(EXCERPTED RECORDS begins)
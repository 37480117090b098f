//! pricecache CLI — refresh cached prices and rebuild return series.
//!
//! With no subcommand, runs the pipeline once:
//! - fetch full history on first run, read the cache otherwise
//! - fetch and merge missing dates when the cache is stale
//! - rewrite daily and weekly return snapshots
//!
//! `status` prints the metadata sidecars of the cached snapshots.

use anyhow::{Context, Result};
use clap::{Parser, Subcommand};
use pricecache_core::data::store::SnapshotMeta;
use pricecache_core::{Config, ParquetStore, PipelineConfig, Snapshot, YahooProvider};
use std::path::{Path, PathBuf};
use tracing::info;
use tracing_subscriber::EnvFilter;

#[derive(Parser)]
#[command(
    name = "pricecache",
    about = "pricecache — cached adjusted-close prices and return series"
)]
struct Cli {
    /// TOML settings file. Defaults apply when omitted.
    #[arg(long, global = true)]
    config: Option<PathBuf>,

    /// Override the data directory from the settings.
    #[arg(long, global = true)]
    data_dir: Option<PathBuf>,

    #[command(subcommand)]
    command: Option<Commands>,
}

#[derive(Subcommand)]
enum Commands {
    /// Run the pipeline once (the default).
    Run,
    /// Report row counts and date ranges of the cached snapshots.
    Status,
}

fn main() -> Result<()> {
    tracing_subscriber::fmt()
        .with_env_filter(
            EnvFilter::try_from_default_env().unwrap_or_else(|_| EnvFilter::new("info")),
        )
        .with_target(false)
        .init();

    let cli = Cli::parse();
    let settings = load_settings(cli.config.as_deref(), cli.data_dir)?;

    match cli.command.unwrap_or(Commands::Run) {
        Commands::Run => run_pipeline(settings),
        Commands::Status => run_status(&settings.data_dir),
    }
}

fn load_settings(path: Option<&Path>, data_dir: Option<PathBuf>) -> Result<PipelineConfig> {
    let mut settings = match path {
        Some(path) => PipelineConfig::from_file(path)
            .with_context(|| format!("loading settings from {}", path.display()))?,
        None => PipelineConfig::default(),
    };
    if let Some(dir) = data_dir {
        settings.data_dir = dir;
    }
    Ok(settings)
}

fn run_pipeline(settings: PipelineConfig) -> Result<()> {
    let portfolio = settings.portfolio_file.clone();
    let config = Config::load(settings)
        .with_context(|| format!("reading tickers from {}", portfolio.display()))?;
    info!(tickers = config.tickers.len(), "loaded ticker list");

    let provider =
        YahooProvider::new(&config.settings.provider).context("building Yahoo provider")?;
    let now = chrono::Local::now().naive_local();

    let report = pricecache_core::run(&config, &provider, now).context("pipeline run failed")?;

    info!(
        initial_load = report.initial_load,
        updated = report.updated,
        fetched_rows = report.fetched_rows,
        price_rows = report.price_rows,
        latest_price = %report.latest_price_date,
        "run complete"
    );
    Ok(())
}

fn run_status(data_dir: &Path) -> Result<()> {
    let store = ParquetStore::new(data_dir);
    if !store.data_dir().exists() {
        println!("Data directory does not exist: {}", data_dir.display());
        return Ok(());
    }

    println!("Data directory: {}", data_dir.display());
    println!();
    println!(
        "{:<16} {:<25} {:>8} {:>8}  {:<20}",
        "Snapshot", "Date Range", "Rows", "Tickers", "Written"
    );
    println!("{}", "-".repeat(82));
    for snapshot in Snapshot::ALL {
        match store.read_meta(snapshot) {
            Some(meta) => print_meta_row(&meta),
            None if store.exists(snapshot) => {
                println!("{:<16} (no meta)", snapshot.stem());
            }
            None => println!("{:<16} (missing)", snapshot.stem()),
        }
    }

    Ok(())
}

fn print_meta_row(meta: &SnapshotMeta) {
    let range = match (meta.start_date, meta.end_date) {
        (Some(start), Some(end)) => format!("{start} to {end}"),
        _ => "(empty)".to_string(),
    };
    println!(
        "{:<16} {:<25} {:>8} {:>8}  {:<20}",
        meta.snapshot,
        range,
        meta.row_count,
        meta.tickers.len(),
        meta.written_at.format("%Y-%m-%d %H:%M:%S")
    );
}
(EXCERPTED RECORDS ends)
# [EXERCISE]
Copy the entries word for word.

# [REPLY]
repository 37480117090b098f
//! pricecache CLI — refresh cached prices and rebuild return series.
//!
//! With no subcommand, runs the pipeline once:
//! - fetch full history on first run, read the cache otherwise
//! - fetch and merge missing dates when the cache is stale
//! - rewrite daily and weekly return snapshots
//!
//! `status` prints the metadata sidecars of the cached snapshots.

use anyhow::{Context, Result};
use clap::{Parser, Subcommand};
use pricecache_core::data::store::SnapshotMeta;
use pricecache_core::{Config, ParquetStore, PipelineConfig, Snapshot, YahooProvider};
use std::path::{Path, PathBuf};
use tracing::info;
use tracing_subscriber::EnvFilter;

#[derive(Parser)]
#[command(
    name = "pricecache",
    about = "pricecache — cached adjusted-close prices and return series"
)]
struct Cli {
    /// TOML settings file. Defaults apply when omitted.
    #[arg(long, global = true)]
    config: Option<PathBuf>,

    /// Override the data directory from the settings.
    #[arg(long, global = true)]
    data_dir: Option<PathBuf>,

    #[command(subcommand)]
    command: Option<Commands>,
}

#[derive(Subcommand)]
enum Commands {
    /// Run the pipeline once (the default).
    Run,
    /// Report row counts and date ranges of the cached snapshots.
    Status,
}

fn main() -> Result<()> {
    tracing_subscriber::fmt()
        .with_env_filter(
            EnvFilter::try_from_default_env().unwrap_or_else(|_| EnvFilter::new("info")),
        )
        .with_target(false)
        .init();

    let cli = Cli::parse();
    let settings = load_settings(cli.config.as_deref(), cli.data_dir)?;

    match cli.command.unwrap_or(Commands::Run) {
        Commands::Run => run_pipeline(settings),
        Commands::Status => run_status(&settings.data_dir),
    }
}

fn load_settings(path: Option<&Path>, data_dir: Option<PathBuf>) -> Result<PipelineConfig> {
    let mut settings = match path {
        Some(path) => PipelineConfig::from_file(path)
            .with_context(|| format!("loading settings from {}", path.display()))?,
        None => PipelineConfig::default(),
    };
    if let Some(dir) = data_dir {
        settings.data_dir = dir;
    }
    Ok(settings)
}

fn run_pipeline(settings: PipelineConfig) -> Result<()> {
    let portfolio = settings.portfolio_file.clone();
    let config = Config::load(settings)
        .with_context(|| format!("reading tickers from {}", portfolio.display()))?;
    info!(tickers = config.tickers.len(), "loaded ticker list");

    let provider =
        YahooProvider::new(&config.settings.provider).context("building Yahoo provider")?;
    let now = chrono::Local::now().naive_local();

    let report = pricecache_core::run(&config, &provider, now).context("pipeline run failed")?;

    info!(
        initial_load = report.initial_load,
        updated = report.updated,
        fetched_rows = report.fetched_rows,
        price_rows = report.price_rows,
        latest_price = %report.latest_price_date,
        "run complete"
    );
    Ok(())
}

fn run_status(data_dir: &Path) -> Result<()> {
    let store = ParquetStore::new(data_dir);
    if !store.data_dir().exists() {
        println!("Data directory does not exist: {}", data_dir.display());
        return Ok(());
    }

    println!("Data directory: {}", data_dir.display());
    println!();
    println!(
        "{:<16} {:<25} {:>8} {:>8}  {:<20}",
        "Snapshot", "Date Range", "Rows", "Tickers", "Written"
    );
    println!("{}", "-".repeat(82));
    for snapshot in Snapshot::ALL {
        match store.read_meta(snapshot) {
            Some(meta) => print_meta_row(&meta),
            None if store.exists(snapshot) => {
                println!("{:<16} (no meta)", snapshot.stem());
            }
            None => println!("{:<16} (missing)", snapshot.stem()),
        }
    }

    Ok(())
}

fn print_meta_row(meta: &SnapshotMeta) {
    let range = match (meta.start_date, meta.end_date) {
        (Some(start), Some(end)) => format!("{start} to {end}"),
        _ => "(empty)".to_string(),
    };
    println!(
        "{:<16} {:<25} {:>8} {:>8}  {:<20}",
        meta.snapshot,
        range,
        meta.row_count,
        meta.tickers.len(),
        meta.written_at.format("%Y-%m-%d %H:%M:%S")
    );
}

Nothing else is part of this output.